## Excerpts from a dataset:

//! Filter composition over the collision dataset.
//!
//! Applies the facets of a [`FilterCriteria`] as conjunctive predicates
//! over the immutable dataset, producing a borrowed [`FilteredView`].
//! A predicate whose facet is empty, or whose source column was missing
//! from the loaded file, is skipped entirely — filtering degrades to
//! "fewer constraints applied" rather than erroring or matching nothing.

use collision_insights_collision_models::CollisionRecord;
use collision_insights_dataset::{ColumnPresence, Dataset};
use collision_insights_report_models::{FilterCriteria, SummaryStats};

/// A filtered, read-only view over the dataset.
///
/// Borrows the records it matched; the underlying dataset is never
/// mutated. An empty view is a valid, first-class "no matches" outcome.
#[derive(Debug, Clone)]
pub struct FilteredView<'a> {
    records: Vec<&'a CollisionRecord>,
    columns: ColumnPresence,
}

impl<'a> FilteredView<'a> {
    /// The matching records.
    #[must_use]
    pub fn records(&self) -> &[&'a CollisionRecord] {
        &self.records
    }

    /// Which source columns the underlying dataset has.
    #[must_use]
    pub const fn columns(&self) -> ColumnPresence {
        self.columns
    }

    /// Number of matching records.
    #[must_use]
    pub fn len(&self) -> usize {
        self.records.len()
    }

    /// Whether the filters matched zero records — the explicit
    /// "no results" signal the presentation layer must render distinctly.
    #[must_use]
    pub fn is_empty(&self) -> bool {
        self.records.is_empty()
    }

    /// Applies further criteria to an already-filtered view.
    ///
    /// Because all predicates are conjunctive, refining with criteria
    /// split across several calls yields the same view as one combined
    /// [`apply`], in any order.
    #[must_use]
    pub fn refine(&self, criteria: &FilterCriteria) -> Self {
        Self {
            records: self
                .records
                .iter()
                .copied()
                .filter(|record| matches(record, criteria, self.columns))
                .collect(),
            columns: self.columns,
        }
    }

    /// Headline totals over the matching records.
    #[must_use]
    pub fn summary(&self) -> SummaryStats {
        let mut stats = SummaryStats {
            total_crashes: self.records.len() as u64,
            ..SummaryStats::default()
        };
        for record in &self.records {
            stats.persons_injured += u64::from(record.persons_injured);
            stats.pedestrians_injured += u64::from(record.pedestrians_injured);
            stats.cyclists_injured += u64::from(record.cyclists_injured);
        }
        stats
    }
}

/// Applies the criteria's facets conjunctively over the full dataset.
///
/// Facet order matches the report contract (borough, year, vehicle
/// category, contributing factor, injury type), though conjunction makes
/// the order observationally irrelevant.
#[must_use]
pub fn apply<'a>(dataset: &'a Dataset, criteria: &FilterCriteria) -> FilteredView<'a> {
    let columns = dataset.columns();
    log_skipped_predicates(criteria, columns);

    FilteredView {
        records: dataset
            .records()
            .iter()
            .filter(|record| matches(record, criteria, columns))
            .collect(),
        columns,
    }
}

/// Whether one record satisfies every active predicate.
fn matches(record: &CollisionRecord, criteria: &FilterCriteria, columns: ColumnPresence) -> bool {
    if columns.borough
        && !criteria.boroughs.is_empty()
        && !record.borough.is_some_and(|b| criteria.boroughs.contains(&b))
    {
        return false;
    }

    if columns.year
        && !criteria.years.is_empty()
        && !record.year.is_some_and(|y| criteria.years.contains(&y))
    {
        return false;
    }

    if columns.vehicle_type
        && !criteria.vehicle_categories.is_empty()
        && !criteria.vehicle_categories.contains(&record.vehicle_category)
    {
        return false;
    }

    if columns.contributing_factor && !criteria.contributing_factors.is_empty() {
        let matched = record.contributing_factor.as_deref().is_some_and(|factor| {
            criteria
                .contributing_factors
                .iter()
                .any(|wanted| wanted.eq_ignore_ascii_case(factor))
        });
        if !matched {
            return false;
        }
    }

    if columns.injury_type
        && !criteria.injury_types.is_empty()
        && !record
            .injury_type
            .is_some_and(|i| criteria.injury_types.contains(&i))
    {
        return false;
    }

    true
}

fn log_skipped_predicates(criteria: &FilterCriteria, columns: ColumnPresence) {
    for (facet, active, present) in [
        ("borough", !criteria.boroughs.is_empty(), columns.borough),
        ("year", !criteria.years.is_empty(), columns.year),
        (
            "vehicle category",
            !criteria.vehicle_categories.is_empty(),
            columns.vehicle_type,
        ),
        (
            "contributing factor",
            !criteria.contributing_factors.is_empty(),
            columns.contributing_factor,
        ),
        (
            "injury type",
            !criteria.injury_types.is_empty(),
            columns.injury_type,
        ),
    ] {
        if active && !present {
            log::debug!("Skipping {facet} filter: source column not loaded");
        }
    }
}
use super::*;

#[test]
fn parses_a_minimal_rect_document() {
    let doc = SceneDocument::from_json_str(
        r##"{"shape":"rect","width":480,"height":320,"radius":160,
            "canvasJSON":{"version":"5.3.0","objects":[
                {"type":"rect","left":1,"top":2,"width":3,"height":4,"fill":"#ff0000","data":{"x":1}}
            ]}}"##,
    )
    .unwrap();
    assert_eq!(doc.shape, CanvasShape::Rect);
    let objects = &doc.canvas_json.as_ref().unwrap().objects;
    assert_eq!(objects.len(), 1);
    assert_eq!(objects[0].kind, "rect");
    assert_eq!(PrimitiveDoc::color_str(&objects[0].fill), Some("#ff0000"));
    assert!(doc.canvas_json.unwrap().extra.contains_key("version"));
}

#[test]
fn missing_canvas_json_still_parses() {
    let doc = SceneDocument::from_json_str(r#"{"shape":"circle","radius":120}"#).unwrap();
    assert_eq!(doc.shape, CanvasShape::Circle);
    assert!(doc.canvas_json.is_none());
}

#[test]
fn gradient_fills_and_numeric_origins_do_not_fail_parsing() {
    let doc = SceneDocument::from_json_str(
        r#"{"canvasJSON":{"objects":[{"type":"rect","fill":{"type":"linear"},"originX":0.5}]}}"#,
    )
    .unwrap();
    let obj = &doc.canvas_json.unwrap().objects[0];
    assert_eq!(PrimitiveDoc::color_str(&obj.fill), None);
}

#[test]
fn invalid_json_is_a_serde_error() {
    assert!(matches!(
        SceneDocument::from_json_str("{"),
        Err(ThemeError::Serde(_))
    ));
}

#[test]
fn custom_fonts_roundtrip_through_text() {
    let mut doc = SceneDocument::default();
    doc.custom_fonts
        .insert("Mono".to_owned(), "0001".to_owned());
    let s = doc.to_json_string().unwrap();
    assert!(s.contains("customFonts"));
    let back = SceneDocument::from_json_str(&s).unwrap();
    assert_eq!(back.custom_fonts.get("Mono").map(String::as_str), Some("0001"));
}

#[test]
fn null_paint_is_kept_apart_from_missing_paint() {
    let doc = SceneDocument::from_json_str(
        r#"{"canvasJSON":{"objects":[
            {"type":"circle","fill":null,"stroke":null},
            {"type":"rect"}
        ]}}"#,
    )
    .unwrap();
    let objects = &doc.canvas_json.as_ref().unwrap().objects;
    assert_eq!(objects[0].fill, Some(serde_json::Value::Null));
    assert_eq!(objects[0].stroke, Some(serde_json::Value::Null));
    assert_eq!(objects[1].fill, None);

    let back = serde_json::to_value(&objects[0]).unwrap();
    assert!(back["fill"].is_null());
    assert!(back.as_object().unwrap().contains_key("fill"));
}
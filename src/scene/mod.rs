//! Persisted documents and the live scene built from them.

/// Serialized theme documents.
pub mod document;
/// Live node arena and load bookkeeping.
pub mod graph;
/// Document validation and scene construction.
pub mod load;
/// Upgrades for documents saved under older conventions.
pub mod migrate;
/// Visual primitives.
pub mod node;
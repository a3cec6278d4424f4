use std::{
    sync::Arc,
    time::{Duration, Instant},
};

use crate::sprite::decode::SpriteArtifact;

/// Per-sprite playback state advanced by the render loop.
#[derive(Clone, Copy, Debug, Default, PartialEq, Eq)]
pub struct SpriteState {
    /// Frame currently shown.
    pub frame_index: u32,
    /// When the frame index last changed; `None` until the first paint.
    pub last_advance: Option<Instant>,
}

/// A sprite strip bound to its playback state.
///
/// Advancing steps at most one frame per paint, so after a long stall the animation resumes
/// where it stopped instead of skipping ahead. The effective rate is the smaller of the paint
/// rate and `1000 / delay_ms`.
#[derive(Clone, Debug)]
pub struct SpriteAnimation {
    /// Packed frames.
    pub artifact: Arc<SpriteArtifact>,
    /// Playback state.
    pub state: SpriteState,
}

impl SpriteAnimation {
    /// Start at frame 0.
    pub fn new(artifact: Arc<SpriteArtifact>) -> Self {
        Self {
            artifact,
            state: SpriteState::default(),
        }
    }

    /// Per-frame delay.
    pub fn delay(&self) -> Duration {
        Duration::from_secs_f64(self.artifact.delay_ms.max(0.0) / 1000.0)
    }

    /// Advance by exactly one frame when more than `delay_ms` elapsed since the last advance.
    ///
    /// Returns true when the frame index changed.
    pub fn advance(&mut self, now: Instant) -> bool {
        let Some(last) = self.state.last_advance else {
            self.state.last_advance = Some(now);
            return false;
        };
        let count = self.artifact.frame_count.max(1);
        if now.saturating_duration_since(last) > self.delay() {
            self.state.frame_index = (self.state.frame_index + 1) % count;
            self.state.last_advance = Some(now);
            return true;
        }
        false
    }

    /// Strip rectangle `(x, y, w, h)` of the current frame.
    pub fn source_rect(&self) -> (u32, u32, u32, u32) {
        self.artifact.frame_rect(self.state.frame_index)
    }
}

#[cfg(test)]
#[path = "../../tests/unit/sprite/player.rs"]
mod tests;
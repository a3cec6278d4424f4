use super::*;
use crate::{foundation::error::ThemeError, theme::item::ItemValue};

fn doc(objects: &str) -> SceneDocument {
    SceneDocument::from_json_str(&format!(
        r##"{{"shape":"rect","width":320,"height":240,
             "canvasJSON":{{"background":"#102030","objects":{objects}}}}}"##
    ))
    .unwrap()
}

fn build(objects: &str) -> ThemeResult<LoadedScene> {
    build_scene(&doc(objects), &LoadOptions::default())
}

const BAR: &str = r##"{"type":"group","left":10,"top":10,"width":100,"height":20,
    "objects":[{"type":"rect","width":100,"height":20,"fill":"#333"},
               {"type":"rect","width":0,"height":20,"fill":"#0f0"}],
    "data":{"sensor":"cpu","attribute":"load","showType":"BarChart"}}"##;

#[test]
fn rect_canvas_and_background() {
    let loaded = build("[]").unwrap();
    let s = &loaded.scene;
    assert_eq!(
        s.canvas(),
        Canvas {
            width: 320,
            height: 240
        }
    );
    assert!(s.clip().is_none());
    assert_eq!(s.background(), Some(Rgba8::rgba(0x10, 0x20, 0x30, 255)));
    assert!(loaded.jobs.is_empty());
}

#[test]
fn circle_canvas_is_clipped() {
    let d = SceneDocument::from_json_str(
        r#"{"shape":"circle","radius":120,"canvasJSON":{"objects":[]}}"#,
    )
    .unwrap();
    let s = build_scene(&d, &LoadOptions::default()).unwrap().scene;
    assert_eq!(s.canvas().width, 240);
    assert_eq!(s.canvas().height, 240);
    assert_eq!(
        s.clip(),
        Some(CircleClip {
            cx: 120.0,
            cy: 120.0,
            radius: 120.0
        })
    );
}

#[test]
fn missing_body_or_bad_size_is_invalid() {
    let no_body = SceneDocument::from_json_str(r#"{"shape":"rect","width":10,"height":10}"#).unwrap();
    assert!(matches!(
        build_scene(&no_body, &LoadOptions::default()),
        Err(ThemeError::InvalidScene(_))
    ));
    let zero = SceneDocument::from_json_str(
        r#"{"shape":"rect","width":0,"height":10,"canvasJSON":{"objects":[]}}"#,
    )
    .unwrap();
    assert!(matches!(
        build_scene(&zero, &LoadOptions::default()),
        Err(ThemeError::InvalidScene(_))
    ));
}

#[test]
fn bar_group_is_bound_and_validated() {
    let loaded = build(&format!("[{BAR}]")).unwrap();
    let ids = loaded.scene.bound_ids();
    assert_eq!(ids.len(), 1);
    let node = loaded.scene.get(ids[0]).unwrap();
    assert_eq!(node.children().unwrap().len(), 2);
    assert_eq!(
        loaded.scene.item(ids[0]).unwrap().show_type,
        ShowType::BarChart
    );
}

#[test]
fn wrong_shape_for_show_type_fails_the_load() {
    let err = build(
        r#"[{"type":"rect","data":{"sensor":"cpu","attribute":"load","showType":"DonutChart"}}]"#,
    )
    .unwrap_err();
    match err {
        ThemeError::InvalidScene(msg) => assert!(msg.contains("two circles"), "{msg}"),
        other => panic!("unexpected {other:?}"),
    }
}

#[test]
fn unknown_show_type_and_primitive_fail() {
    assert!(matches!(
        build(r#"[{"type":"text","data":{"sensor":"cpu","attribute":"x","showType":"Gauge"}}]"#),
        Err(ThemeError::InvalidScene(_))
    ));
    assert!(matches!(
        build(r#"[{"type":"polygon"}]"#),
        Err(ThemeError::InvalidScene(_))
    ));
}

#[test]
fn unbound_data_is_not_validated() {
    let loaded = build(r#"[{"type":"rect","data":{"note":"decor"}}]"#).unwrap();
    assert!(loaded.scene.bound_ids().is_empty());
    assert_eq!(loaded.scene.len(), 1);
}

#[test]
fn text_styles_are_read() {
    let loaded = build(
        r##"[{"type":"textbox","text":"hi","fill":"#ff0000","fontSize":22,"textAlign":"center",
              "fontFamily":"Mono","originX":"center","originY":"center"}]"##,
    )
    .unwrap();
    let (_, node) = loaded.scene.iter().next().unwrap();
    assert_eq!(node.placement.origin_x, OriginX::Center);
    assert_eq!(node.placement.origin_y, OriginY::Center);
    match &node.kind {
        NodeKind::Text { text, style } => {
            assert_eq!(text, "hi");
            assert_eq!(style.fill, Rgba8::rgba(255, 0, 0, 255));
            assert_eq!(style.font_size, 22.0);
            assert_eq!(style.align, TextAlign::Center);
            assert!(style.wrap);
        }
        _ => panic!("expected text"),
    }
    assert!(node.paint.fill.is_none());
}

#[test]
fn static_images_get_one_load_each() {
    let loaded = build(
        r#"[{"type":"image","src":"a.png","width":5,"height":5},{"type":"image","src":""}]"#,
    )
    .unwrap();
    assert_eq!(loaded.jobs.len(), 1);
    assert_eq!(loaded.jobs[0].source, "a.png");
    assert_eq!(loaded.jobs[0].kind, LoadKind::Static { adopt_size: false });
}

#[test]
fn animated_media_requests_sprite_then_preview() {
    let loaded = build(
        r#"[{"type":"image","src":"placeholder.png",
             "data":{"sensor":"frontend","attribute":"custom_image","showType":"Image",
                     "value":{"type":"image/gif","src":"anim.gif"}}}]"#,
    )
    .unwrap();
    assert_eq!(loaded.jobs.len(), 2);
    assert_eq!(loaded.jobs[0].source, "anim.gif");
    assert!(matches!(
        loaded.jobs[0].kind,
        LoadKind::Sprite(SpriteLimits {
            max_width: Some(320),
            max_height: Some(240),
            ..
        })
    ));
    assert_eq!(loaded.jobs[1].kind, LoadKind::Preview);

    let id = loaded.jobs[0].node;
    let img = loaded.scene.get(id).unwrap().image().unwrap();
    assert!(img.ticket.is_some());
    assert!(img.preview_ticket.is_some());
    assert!(matches!(
        loaded.scene.item(id).unwrap().value,
        Some(ItemValue::Media(_))
    ));
}

#[test]
fn paint_defaults_follow_the_document() {
    let loaded = build(
        r#"[{"type":"rect"},{"type":"rect","fill":null,"stroke":"blue","strokeWidth":3,
             "strokeDashArray":[5,2]},{"type":"rect","fill":"transparent"}]"#,
    )
    .unwrap();
    let nodes: Vec<_> = loaded.scene.iter().map(|(_, n)| n).collect();
    assert_eq!(nodes[0].paint.fill, Some(Rgba8::BLACK));
    assert_eq!(nodes[1].paint.fill, None);
    assert_eq!(nodes[1].paint.stroke, Some(Rgba8::rgba(0, 0, 255, 255)));
    assert_eq!(nodes[1].paint.stroke_width, 3.0);
    assert_eq!(nodes[1].paint.dash.as_slice(), &[5.0, 2.0]);
    assert_eq!(nodes[2].paint.fill, None);
}

#[test]
fn circles_fill_their_box_from_radius() {
    let loaded = build(r#"[{"type":"circle","radius":15,"startAngle":-90,"endAngle":90}]"#).unwrap();
    let (_, node) = loaded.scene.iter().next().unwrap();
    assert_eq!(node.placement.width, 30.0);
    match node.kind {
        NodeKind::Circle {
            radius,
            start_angle,
            end_angle,
        } => {
            assert_eq!(radius, 15.0);
            assert_eq!(start_angle, -90.0);
            assert_eq!(end_angle, 90.0);
        }
        _ => panic!("expected circle"),
    }
}

#[test]
fn weather_icons_may_start_without_a_source() {
    let loaded = build(
        r#"[{"type":"image","width":8,"height":8,"src":"",
             "data":{"sensor":"weather","attribute":"icon","showType":"Image"}}]"#,
    )
    .unwrap();
    assert_eq!(loaded.scene.bound_ids().len(), 1);
    assert!(loaded.jobs.is_empty());

    assert!(matches!(
        build(
            r#"[{"type":"image","width":8,"height":8,"src":"",
                 "data":{"sensor":"cpu","attribute":"load","showType":"Image"}}]"#,
        ),
        Err(ThemeError::InvalidScene(_))
    ));
}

## Exercise:
Copy every line of the data above in which the string "matching" appears.

## Written solution:
//! "fewer constraints applied" rather than erroring or matching nothing.
    /// The matching records.
    /// Number of matching records.
    /// Headline totals over the matching records.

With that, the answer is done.